INDONESIA termasuk negara darurat stunting. Peran remaja menjadi hal penting mencegah stunting. Apa kaitannya?
Data Riskesdas 2018 menunjukkan, 8,7 persen remaja usia 13-15 tahun dan 8,1 persen remaja usia 16-18 berada dalam kondisi kurus dan sangat kurus.
Global Health survei 2015 menunjukkan, penyebabnya antara lain remaja jarang sarapan, 93 persen kurang makan serat sayur buah. Ditambah angka pernikahan remaja di Indonesia tinggi, padahal hal ini berkontribusi pada kejadian stunting.
Baca Juga: Kabar Baik, Penambahan Kasus Covid-19 di Indonesia Cenderung Menurun!
Remaja belum aware pentingnya gizi dan stimulasi yang tepat. Pengetahuan mereka sangat terbatas tapi mereka harus menikah, hamil dan jadi ibu.

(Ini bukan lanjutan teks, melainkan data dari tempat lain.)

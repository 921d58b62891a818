/// Buddy allocator for physical page management.
///
/// Free lists per order within each zone (DMA / Normal / High); allocation
/// splits higher-order blocks on demand, free coalesces with the XOR
/// buddy. Frame metadata is a dense array indexed by PFN. Allocation
/// never blocks and zeroes frames before handing them out.
use super::page::{
    pa_to_pfn, page_align_down, page_align_up, pfn_to_pa, phys_to_ptr, Page, PageFlags, Pfn,
    PhysAddr, Zone, PAGE_SIZE, ZONE_COUNT,
};
use crate::error::KernelError;
use crate::sync::SpinLock;
use alloc::vec::Vec;

/// Maximum order (2^10 frames = 4 MiB max contiguous run)
pub const MAX_ORDER: u8 = 10;

const ORDERS: usize = MAX_ORDER as usize + 1;

struct ZoneArea {
    free_lists: [Vec<Pfn>; ORDERS],
    free_frames: usize,
}

impl ZoneArea {
    fn new() -> Self {
        Self {
            free_lists: Default::default(),
            free_frames: 0,
        }
    }
}

/// Buddy allocator state
pub struct FrameAllocator {
    zones: [ZoneArea; ZONE_COUNT],
    /// Frame metadata array (indexed by PFN - base_pfn)
    pages: Vec<Page>,
    base_pfn: Pfn,
    num_pages: usize,
    total_frames: usize,
}

impl FrameAllocator {
    /// Standalone instance for hosted tests; kernel code goes through
    /// the module-level functions and the global instance.
    #[cfg(test)]
    pub fn new_for_tests() -> Self {
        Self::new()
    }

    fn new() -> Self {
        Self {
            zones: [ZoneArea::new(), ZoneArea::new(), ZoneArea::new()],
            pages: Vec::new(),
            base_pfn: 0,
            num_pages: 0,
            total_frames: 0,
        }
    }

    /// Initialize from RAM ranges reported by the boot memory map.
    pub fn init(&mut self, ram_ranges: &[(PhysAddr, usize)]) -> Result<(), KernelError> {
        if ram_ranges.is_empty() {
            return Err(KernelError::InvalidArgument);
        }

        let mut min_addr = u64::MAX;
        let mut max_addr = 0u64;
        for &(addr, size) in ram_ranges {
            min_addr = min_addr.min(page_align_down(addr));
            max_addr = max_addr.max(page_align_down(addr + size as u64));
        }

        self.base_pfn = pa_to_pfn(min_addr);
        self.num_pages = pa_to_pfn(max_addr) - self.base_pfn;

        self.pages = Vec::with_capacity(self.num_pages);
        for _ in 0..self.num_pages {
            let mut page = Page::new();
            // Holes between ranges stay reserved until proven otherwise
            page.flags = PageFlags::RESERVED;
            self.pages.push(page);
        }

        for &(addr, size) in ram_ranges {
            let start_pfn = pa_to_pfn(page_align_up(addr));
            let end_pfn = pa_to_pfn(page_align_down(addr + size as u64));
            for pfn in start_pfn..end_pfn {
                if let Some(page) = self.page_mut(pfn) {
                    page.flags = PageFlags::empty();
                }
            }
            let count = end_pfn.saturating_sub(start_pfn);
            self.total_frames += count;
            self.add_free_range(start_pfn, count);
        }

        // Settle the per-zone accounting from the carved lists
        for zone in self.zones.iter_mut() {
            zone.free_frames = zone
                .free_lists
                .iter()
                .enumerate()
                .map(|(order, list)| list.len() << order)
                .sum();
        }

        crate::info!(
            "buddy: {} frames ({} MiB) in {} ranges, base pfn {}",
            self.total_frames,
            self.total_frames * PAGE_SIZE / (1024 * 1024),
            ram_ranges.len(),
            self.base_pfn
        );
        Ok(())
    }

    /// Carve a PFN range into maximal naturally-aligned blocks.
    fn add_free_range(&mut self, start_pfn: Pfn, num_pages: usize) {
        let mut pfn = start_pfn;
        let mut remaining = num_pages;
        while remaining > 0 {
            let mut order = 0u8;
            while order < MAX_ORDER {
                let next = 1usize << (order + 1);
                if next > remaining || pfn & (next - 1) != 0 {
                    break;
                }
                // A block must not straddle a zone boundary
                if Zone::of(pfn_to_pa(pfn)) != Zone::of(pfn_to_pa(pfn + next - 1)) {
                    break;
                }
                order += 1;
            }
            self.put_free_block(pfn, order);
            pfn += 1 << order;
            remaining -= 1 << order;
        }
    }

    /// Allocate 2^order frames from `zone` or any lower zone.
    pub fn alloc_frames(&mut self, order: u8, zone: Zone) -> Result<PhysAddr, KernelError> {
        if order > MAX_ORDER {
            return Err(KernelError::InvalidArgument);
        }

        for zone_idx in (0..=zone as usize).rev() {
            if let Some(pa) = self.alloc_from_zone(order, zone_idx) {
                // Zero the frames before ownership transfers to the caller
                unsafe {
                    core::ptr::write_bytes(phys_to_ptr(pa), 0, PAGE_SIZE << order);
                }
                return Ok(pa);
            }
        }

        crate::warn!("buddy: out of memory (order {}, zone {:?})", order, zone);
        Err(KernelError::OutOfMemory)
    }

    fn alloc_from_zone(&mut self, order: u8, zone_idx: usize) -> Option<PhysAddr> {
        let mut current = order;
        let pfn = loop {
            if current > MAX_ORDER {
                return None;
            }
            if let Some(pfn) = self.zones[zone_idx].free_lists[current as usize].pop() {
                break pfn;
            }
            current += 1;
        };

        // Split down, returning the upper buddies to their lists
        while current > order {
            current -= 1;
            self.put_free_block(pfn + (1 << current), current);
        }

        self.zones[zone_idx].free_frames -= 1 << order;
        if let Some(page) = self.page_mut(pfn) {
            page.set_refcount(1);
            page.order = order;
            page.flags.remove(PageFlags::BUDDY);
        }
        Some(pfn_to_pa(pfn))
    }

    /// Free 2^order frames. A frame still referenced elsewhere stays
    /// allocated until the last `put`.
    pub fn free_frames(&mut self, pa: PhysAddr, order: u8) {
        let pfn = pa_to_pfn(pa);
        if let Some(page) = self.page(pfn) {
            if page.flags.contains(PageFlags::BUDDY) || page.is_free() {
                crate::error!("buddy: double free of pfn {}", pfn);
                return;
            }
            if page.put() > 0 {
                return;
            }
        } else {
            crate::error!("buddy: free of unmanaged pa {:#x}", pa);
            return;
        }

        let zone_idx = Zone::of(pa) as usize;
        self.zones[zone_idx].free_frames += 1 << order;
        self.coalesce_and_insert(pfn, order);
    }

    fn coalesce_and_insert(&mut self, mut pfn: Pfn, mut order: u8) {
        while order < MAX_ORDER {
            let buddy_pfn = pfn ^ (1usize << order);
            let buddy_free = match self.page(buddy_pfn) {
                Some(buddy) => {
                    buddy.flags.contains(PageFlags::BUDDY)
                        && buddy.order == order
                        && Zone::of(pfn_to_pa(buddy_pfn)) == Zone::of(pfn_to_pa(pfn))
                }
                None => false,
            };
            if !buddy_free {
                break;
            }

            let zone_idx = Zone::of(pfn_to_pa(buddy_pfn)) as usize;
            let list = &mut self.zones[zone_idx].free_lists[order as usize];
            if let Some(pos) = list.iter().position(|&p| p == buddy_pfn) {
                list.swap_remove(pos);
            }
            if let Some(buddy) = self.page_mut(buddy_pfn) {
                buddy.flags.remove(PageFlags::BUDDY);
            }

            pfn = pfn.min(buddy_pfn);
            order += 1;
        }
        self.put_free_block(pfn, order);
    }

    fn put_free_block(&mut self, pfn: Pfn, order: u8) {
        if let Some(page) = self.page_mut(pfn) {
            page.set_refcount(0);
            page.order = order;
            page.flags.insert(PageFlags::BUDDY);
        }
        let zone_idx = Zone::of(pfn_to_pa(pfn)) as usize;
        self.zones[zone_idx].free_lists[order as usize].push(pfn);
    }

    fn page(&self, pfn: Pfn) -> Option<&Page> {
        pfn.checked_sub(self.base_pfn)
            .and_then(|idx| self.pages.get(idx))
    }

    fn page_mut(&mut self, pfn: Pfn) -> Option<&mut Page> {
        let base = self.base_pfn;
        pfn.checked_sub(base).and_then(|idx| self.pages.get_mut(idx))
    }

    pub fn free_bytes(&self) -> usize {
        self.zones.iter().map(|z| z.free_frames).sum::<usize>() * PAGE_SIZE
    }

    pub fn total_bytes(&self) -> usize {
        self.total_frames * PAGE_SIZE
    }

    /// Mark a frame pinned (kernel image, DMA rings that must never move).
    pub fn lock_frame(&mut self, pa: PhysAddr) {
        if let Some(page) = self.page_mut(pa_to_pfn(pa)) {
            page.flags.insert(PageFlags::LOCKED | PageFlags::KERNEL);
        }
    }
}

/// Global frame allocator. Single lock around free-list mutation; never
/// held across suspension.
static FRAMES: SpinLock<Option<FrameAllocator>> = SpinLock::new(None);

pub fn init_frame_allocator(ram_ranges: &[(PhysAddr, usize)]) -> Result<(), KernelError> {
    let mut allocator = FrameAllocator::new();
    allocator.init(ram_ranges)?;
    *FRAMES.lock() = Some(allocator);
    Ok(())
}

/// Allocate one zeroed 4 KiB frame.
pub fn alloc_frame() -> Result<PhysAddr, KernelError> {
    alloc_frames_in(0, Zone::High)
}

/// Allocate 2^order naturally-aligned zeroed frames.
pub fn alloc_frames(order: u8) -> Result<PhysAddr, KernelError> {
    alloc_frames_in(order, Zone::High)
}

/// Allocate with a zone preference; exhaustion falls back to lower zones.
pub fn alloc_frames_in(order: u8, zone: Zone) -> Result<PhysAddr, KernelError> {
    FRAMES
        .lock()
        .as_mut()
        .ok_or(KernelError::OutOfMemory)?
        .alloc_frames(order, zone)
}

pub fn free_frame(pa: PhysAddr) {
    free_frames(pa, 0)
}

pub fn free_frames(pa: PhysAddr, order: u8) {
    if let Some(alloc) = FRAMES.lock().as_mut() {
        alloc.free_frames(pa, order);
    }
}

pub fn free_bytes() -> usize {
    FRAMES.lock().as_ref().map_or(0, |a| a.free_bytes())
}

pub fn total_bytes() -> usize {
    FRAMES.lock().as_ref().map_or(0, |a| a.total_bytes())
}

#[cfg(test)]
pub mod tests {
    use super::*;
    use crate::mm::page::pa_to_pfn;

    /// Page-aligned RAM arena handed to a private allocator instance so
    /// frame contents are real, writable host memory.
    pub struct TestArena {
        backing: Vec<u8>,
        pub base: PhysAddr,
        pub size: usize,
    }

    impl TestArena {
        pub fn new(frames: usize) -> Self {
            let size = frames * PAGE_SIZE;
            let backing = alloc::vec![0u8; size + PAGE_SIZE];
            let base = page_align_up(backing.as_ptr() as u64);
            Self {
                backing,
                base,
                size,
            }
        }

        pub fn ranges(&self) -> [(PhysAddr, usize); 1] {
            let _ = &self.backing;
            [(self.base, self.size)]
        }
    }

    pub fn arena_allocator(frames: usize) -> (TestArena, FrameAllocator) {
        let arena = TestArena::new(frames);
        let mut alloc = FrameAllocator::new();
        alloc.init(&arena.ranges()).unwrap();
        (arena, alloc)
    }

    /// Point the global allocator at a leaked arena so subsystems that
    /// call `alloc_frame()` internally (page tables, exec, DMA rings) run
    /// against real memory. Shared by every test in the process.
    pub fn init_global_test_arena() {
        static ONCE: std::sync::Once = std::sync::Once::new();
        ONCE.call_once(|| {
            let arena = alloc::boxed::Box::leak(alloc::boxed::Box::new(TestArena::new(16384)));
            init_frame_allocator(&arena.ranges()).unwrap();
        });
    }

    #[test]
    fn alloc_free_preserves_free_bytes() {
        let (_arena, mut alloc) = arena_allocator(64);
        let initial = alloc.free_bytes();

        let a = alloc.alloc_frames(0, Zone::High).unwrap();
        let b = alloc.alloc_frames(2, Zone::High).unwrap();
        let c = alloc.alloc_frames(0, Zone::High).unwrap();
        assert_eq!(alloc.free_bytes(), initial - 6 * PAGE_SIZE);

        alloc.free_frames(b, 2);
        alloc.free_frames(a, 0);
        alloc.free_frames(c, 0);
        assert_eq!(alloc.free_bytes(), initial);
    }

    #[test]
    fn allocations_are_aligned_and_zeroed() {
        let (_arena, mut alloc) = arena_allocator(64);
        let pa = alloc.alloc_frames(3, Zone::High).unwrap();
        assert_eq!(pa_to_pfn(pa) & 0x7, 0, "order-3 block naturally aligned");
        let bytes = unsafe { core::slice::from_raw_parts(phys_to_ptr(pa), PAGE_SIZE << 3) };
        assert!(bytes.iter().all(|&b| b == 0));
        alloc.free_frames(pa, 3);
    }

    #[test]
    fn split_blocks_coalesce_back() {
        let (_arena, mut alloc) = arena_allocator(32);
        let initial = alloc.free_bytes();

        // Exhaust with single frames, then free all; coalescing must
        // restore a block large enough for a high order
        let mut held = Vec::new();
        while let Ok(pa) = alloc.alloc_frames(0, Zone::High) {
            held.push(pa);
        }
        assert_eq!(alloc.free_bytes(), 0);
        for pa in held {
            alloc.free_frames(pa, 0);
        }
        assert_eq!(alloc.free_bytes(), initial);
        let big = alloc.alloc_frames(4, Zone::High);
        assert!(big.is_ok(), "coalescing restored an order-4 block");
    }

    #[test]
    fn refcounted_frame_survives_first_put() {
        let (_arena, mut alloc) = arena_allocator(16);
        let pa = alloc.alloc_frames(0, Zone::High).unwrap();
        let before = alloc.free_bytes();

        if let Some(page) = alloc.page(pa_to_pfn(pa)) {
            page.get();
        }
        alloc.free_frames(pa, 0);
        assert_eq!(alloc.free_bytes(), before, "still referenced");
        alloc.free_frames(pa, 0);
        assert_eq!(alloc.free_bytes(), before + PAGE_SIZE);
    }

    #[test]
    fn exhaustion_reports_out_of_memory() {
        let (_arena, mut alloc) = arena_allocator(8);
        assert_eq!(
            alloc.alloc_frames(MAX_ORDER, Zone::High),
            Err(KernelError::OutOfMemory)
        );
        assert!(alloc.alloc_frames(MAX_ORDER + 1, Zone::High).is_err());
    }

    #[test]
    fn double_free_is_rejected() {
        let (_arena, mut alloc) = arena_allocator(16);
        let initial = alloc.free_bytes();
        let pa = alloc.alloc_frames(0, Zone::High).unwrap();
        alloc.free_frames(pa, 0);
        alloc.free_frames(pa, 0);
        assert_eq!(alloc.free_bytes(), initial);
    }
}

Diungkapkan Pakar Kesehatan Dokter Reisa Broto Asmoro, remaja Indonesia harus dapat ilmu basic mencegah stunting untuk mempersiapkan masa depannya. Kalau belum dapat ilmunya, mereka akan kesulitan dalam membangun keluarga di masa depan.

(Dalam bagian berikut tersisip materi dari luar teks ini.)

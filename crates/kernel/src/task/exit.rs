/// Task termination and reaping.
///
/// Exit marks the caller a zombie (carrying its exit code), hands its
/// children to init, and schedules away for good. The parent reaps the
/// zombie, which releases the record and its kernel stack; the address
/// space already died with its last reference.
use super::sched::{self, Scheduler};
use super::signal::Signal;
use super::table::INIT_TASK;
use super::task::{TaskId, TaskState};
use crate::error::KernelError;

/// Exit-status encoding consumed by wait: exit code in bits 8..16,
/// terminating signal in the low 7.
pub fn encode_wait_status(exit_code: i32, signal: i32) -> i32 {
    (exit_code << 8) | (signal & 0x7f)
}

/// Transition a task to zombie inside the scheduler: dequeue, record the
/// exit code, reparent children, notify a sleeping parent.
pub fn mark_exited(sched: &mut Scheduler, id: TaskId, exit_code: i32) {
    sched.queue.unlink(&mut sched.table, id);
    let parent = match sched.table.get_mut(id) {
        Some(task) => {
            task.state = TaskState::Zombie { exit_code };
            // The owned space drops here; threads sharing it keep it alive
            task.space = None;
            task.active_space = None;
            task.parent
        }
        None => return,
    };

    sched.table.reparent_to_init(id);

    if let Some(parent_id) = parent {
        if let Some(parent) = sched.table.get_mut(parent_id) {
            parent.pending.add(Signal::Chld);
            if parent.state == TaskState::Interruptible {
                parent.state = TaskState::Runnable;
                sched.queue.push_back(&mut sched.table, parent_id);
            }
        }
    }

    crate::info!("task {} exited with code {}", id, exit_code);
}

/// Terminate the calling task. Never returns: after the zombie
/// transition the scheduler switches away permanently.
pub fn exit(code: i32) -> ! {
    let _ = sched::with_sched(|s| {
        let id = s.current;
        mark_exited(s, id, code);
    });
    sched::schedule();

    // A zombie can never be picked again; reaching here means the
    // scheduler invariants are gone.
    panic!("exit: zombie task resumed");
}

/// Reap one zombie child of `parent`. Returns the child id and encoded
/// wait status, or `Busy` when children exist but none has exited yet.
pub fn wait_any(sched: &mut Scheduler, parent: TaskId) -> Result<(TaskId, i32), KernelError> {
    let has_children = !sched
        .table
        .get(parent)
        .ok_or(KernelError::NoSuchTask)?
        .children
        .is_empty();
    if !has_children {
        return Err(KernelError::NoSuchTask);
    }

    let zombies = sched.table.zombie_children(parent);
    let Some(&child) = zombies.first() else {
        return Err(KernelError::Busy);
    };
    reap(sched, parent, child)
}

/// Reap a specific zombie child: free the record and return its status.
pub fn reap(
    sched: &mut Scheduler,
    parent: TaskId,
    child: TaskId,
) -> Result<(TaskId, i32), KernelError> {
    let is_child = sched
        .table
        .get(child)
        .map(|t| t.parent == Some(parent))
        .unwrap_or(false);
    if !is_child {
        return Err(KernelError::NoSuchTask);
    }

    let exit_code = sched.table.release(child).ok_or(KernelError::Busy)?;
    sched.table.unlink_child(parent, child);
    if let Some(p) = sched.table.get_mut(parent) {
        p.pending.remove(Signal::Chld);
    }
    Ok((child, encode_wait_status(exit_code, 0)))
}

/// Signal-delivery checkpoint at kernel-to-user return and sleep exit: a
/// task with KILL pending terminates instead of returning.
pub fn check_pending_kill(sched: &mut Scheduler, id: TaskId) -> bool {
    let doomed = sched
        .table
        .get(id)
        .map(|t| {
            t.exiting
                || t.pending
                    .deliverable(&t.blocked)
                    .contains(Signal::Kill)
        })
        .unwrap_or(false);
    if doomed {
        mark_exited(sched, id, encode_wait_status(0, Signal::Kill as i32));
    }
    doomed
}

#[cfg(test)]
mod tests {
    use super::*;
    use crate::mm::buddy::tests::init_global_test_arena;
    use crate::task::table::alloc_task_id;
    use crate::task::task::Task;
    use alloc::boxed::Box;

    fn sched_with_family() -> (Scheduler, TaskId, TaskId) {
        init_global_test_arena();
        let mut sched = Scheduler::new().unwrap();
        sched
            .table
            .insert(Box::new(Task::new(INIT_TASK, "init").unwrap()))
            .unwrap();

        let parent = alloc_task_id().unwrap();
        sched
            .table
            .insert(Box::new(Task::new(parent, "parent").unwrap()))
            .unwrap();
        let child = crate::task::fork::do_fork(&mut sched, parent).unwrap();
        (sched, parent, child)
    }

    #[test]
    fn exit_then_reap_frees_the_record() {
        let (mut sched, parent, child) = sched_with_family();

        mark_exited(&mut sched, child, 7);
        assert!(sched.table.get(child).unwrap().state.is_zombie());
        assert!(!sched.table.get(child).unwrap().queued);

        let (reaped, status) = wait_any(&mut sched, parent).unwrap();
        assert_eq!(reaped, child);
        assert_eq!(status, encode_wait_status(7, 0));
        assert!(!sched.table.contains(child), "record freed after reap");
        assert!(!sched.table.get(parent).unwrap().children.contains(&child));
    }

    #[test]
    fn wait_reports_busy_while_child_runs() {
        let (mut sched, parent, _child) = sched_with_family();
        assert_eq!(wait_any(&mut sched, parent).unwrap_err(), KernelError::Busy);
    }

    #[test]
    fn exit_reparents_grandchildren_to_init() {
        let (mut sched, _parent, child) = sched_with_family();
        let grandchild = crate::task::fork::do_fork(&mut sched, child).unwrap();

        mark_exited(&mut sched, child, 0);
        assert_eq!(
            sched.table.get(grandchild).unwrap().parent,
            Some(INIT_TASK)
        );
    }

    #[test]
    fn exiting_parent_wakes_interruptible_waiter() {
        let (mut sched, parent, child) = sched_with_family();
        sched.table.get_mut(parent).unwrap().state = TaskState::Interruptible;

        mark_exited(&mut sched, child, 3);
        let p = sched.table.get(parent).unwrap();
        assert_eq!(p.state, TaskState::Runnable);
        assert!(p.pending.contains(Signal::Chld));
    }

    #[test]
    fn killed_task_terminates_at_checkpoint() {
        let (mut sched, _parent, child) = sched_with_family();
        sched.kill(child).unwrap();
        assert!(check_pending_kill(&mut sched, child));
        assert!(sched.table.get(child).unwrap().state.is_zombie());
    }
}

"Indonesia termasuk negara emergency thdp stunting maka harus berubah. Kalau terlanjur stunting, enggak bisa dikembalikan pada kondisi awal," ucap Dokter Reisa saat webinar Tanoto Foundation “Saatnya Remaja Cegah Stunting”, Rabu (26/8/2020).
Kenapa butuh peran remaja? Disebutkan Dokter Reisa, remaja adalah calon orangtua di masa depan. Sayangnya, di sekolah mereka tidak pernah mendapatkan ilmu parenting.
"Ilmu parenting bisa dimasukkan dalam pelajaran remaja. Kenapa? ilmu enggak bisa sekali dikasih, langsung tahu dan dijadikan kebiasaan. Kalau enggak dijadikan kebiasaan tentu akan sangat sulit," ungkapnya.